The program became a reality thanks to the hard work of Jacob Okumu, the coordinator for student outreach and developmental services in OMSAR, who wrote the proposal for the grant. His interest in helping foster care youth began while he was working on his doctoral degree several years ago. His dissertation research focused on creating a functioning model of mentorship specifically targeted toward youth in southern Ohio. In 2012, Okumu was awarded the Paul P. Fidler Research Grant, which funds scholarly research focused on issues related to college student transitions.
Okumu said the first step in the implementation of the Ohio Reach Scholars Program is to invite all of the eligible students to participate. Once they are part of the program, he said there will be a retreat, an assessment of the students’ individual needs and the assignment of a mentor who will be responsible for supporting them. Okumu said OMSAR will provide biannual progress reports to the state’s Ohio Reach Program as part of the grant agreement.
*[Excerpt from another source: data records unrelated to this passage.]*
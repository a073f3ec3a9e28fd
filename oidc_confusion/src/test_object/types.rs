use serde::{Deserialize, Serialize};

use crate::logger::LogEntry;
use crate::plan::{PlanKind, TestStep};
use crate::types::{TestConfig, TestId};
use crate::verdict::Verdict;

/// Result and log of one step as shown to the user.
#[derive(Debug, Clone, PartialEq, Serialize, Deserialize)]
pub struct StepResult {
    pub step: String,
    #[serde(default, skip_serializing_if = "String::is_empty")]
    pub description: String,
    pub result: Verdict,
    #[serde(default)]
    pub log: Vec<LogEntry>,
}

impl StepResult {
    pub fn not_run(step: &TestStep) -> Self {
        Self {
            step: step.name.clone(),
            description: step.description.clone(),
            result: Verdict::NotRun,
            log: Vec::new(),
        }
    }
}

#[derive(Debug, Clone, PartialEq, Serialize, Deserialize)]
pub struct TestReport {
    pub learning: StepResult,
    pub steps: Vec<StepResult>,
}

impl TestReport {
    pub fn step(&self, name: &str) -> Option<&StepResult> {
        self.steps.iter().find(|result| result.step == name)
    }

    pub(crate) fn entry_mut(&mut self, name: &str) -> Option<&mut StepResult> {
        if self.learning.step == name {
            return Some(&mut self.learning);
        }
        self.steps.iter_mut().find(|result| result.step == name)
    }
}

/// Serialized form of a test object.
#[derive(Debug, Clone, PartialEq, Serialize, Deserialize)]
pub struct TestObjectExport {
    pub test_id: TestId,
    pub kind: PlanKind,
    pub plan: String,
    pub config: TestConfig,
    pub report: TestReport,
}

/// URLs of one simulated counterpart, known before any step runs.
#[derive(Debug, Clone, PartialEq, Eq, Serialize, Deserialize)]
pub struct ExposedActor {
    pub base_url: String,
    #[serde(skip_serializing_if = "Option::is_none")]
    pub discovery_url: Option<String>,
    #[serde(skip_serializing_if = "Option::is_none")]
    pub redirect_uri: Option<String>,
    pub jwks_uri: String,
}

/// Discovery data handed out early so the target can be prepared, e.g. by
/// registering the simulated clients or trusting the simulated issuers.
#[derive(Debug, Clone, PartialEq, Eq, Serialize, Deserialize)]
pub struct ExposedEndpoints {
    pub test_id: TestId,
    pub honest: ExposedActor,
    pub evil: ExposedActor,
}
William Murray, coordinator of the state’s Ohio Reach Program, was on hand to present the ceremonial check to Ohio University. He shared that Ohio University is one of only four schools (Central State University, Columbus State Community College and Cuyahoga Community College) to receive this type of grant funding from the state. He added that statistics show that 67 percent of former foster care youth will drop out of college before earning a bachelor’s degree and only 9 percent will attain a bachelor’s degree.
“This grant provides us a way to touch youth who for a long time weren’t represented,” Murray said. “We are all excited and know that great things are going to come because of the support Ohio University has given Jacob. People are looking at us on a national level because of what is about to take place.”
Two Ohio University students who are emancipated foster care students attended the reception. Michael Outrich, a senior geographic information system major from Cleveland, and Kimberly Moore, a senior international business major from Columbus, were acknowledged by Okumu for helping him develop the program by sharing their stories and personal struggles with him.
The duo discussed how beneficial the Ohio Reach Scholars Program will be to former foster care students.
“This mentoring program will bridge the gap between high school and college,” Outrich said. “It will address scholarship, personal development, employment, study skills and other broad and specific issues that hinder students.”
Moore predicted that the program will be fantastic because Okumu worked really hard on it.
“I’m excited to be on Jacob’s team. I’m excited because the program will build an on-campus community for foster care youth coming and I want them to know that they have someone to turn to and learn about the many resources available to them. Even now I’m still learning what resources are available to me and I’ve made it, but many other foster care students need the help of this program.”
Okumu said the grant funds will allow some of the participants to travel abroad this winter.
“During winter break, at least 20 of the students will be eligible for scholarships to study abroad during the time that most students have returned home,” Okumu said. “This program is available to any student who is disconnected from their family. That includes homeless and adopted students and any others who are without family support.”
Briana Hervet, chair of the Ohio Reach Board and director of the state’s Choose Ohio First Scholarship Program, talked about the importance of the Ohio Reach programs in the state.
“The chancellor of the Board of Regents, John Carey, is focused on completion and ensuring that more of Ohio’s citizenry complete the degrees that they started,” Hervet said. “This initiative is an excellent way to make sure foster care youth are retained here and hopefully stay here as employees of Ohio companies and businesses.”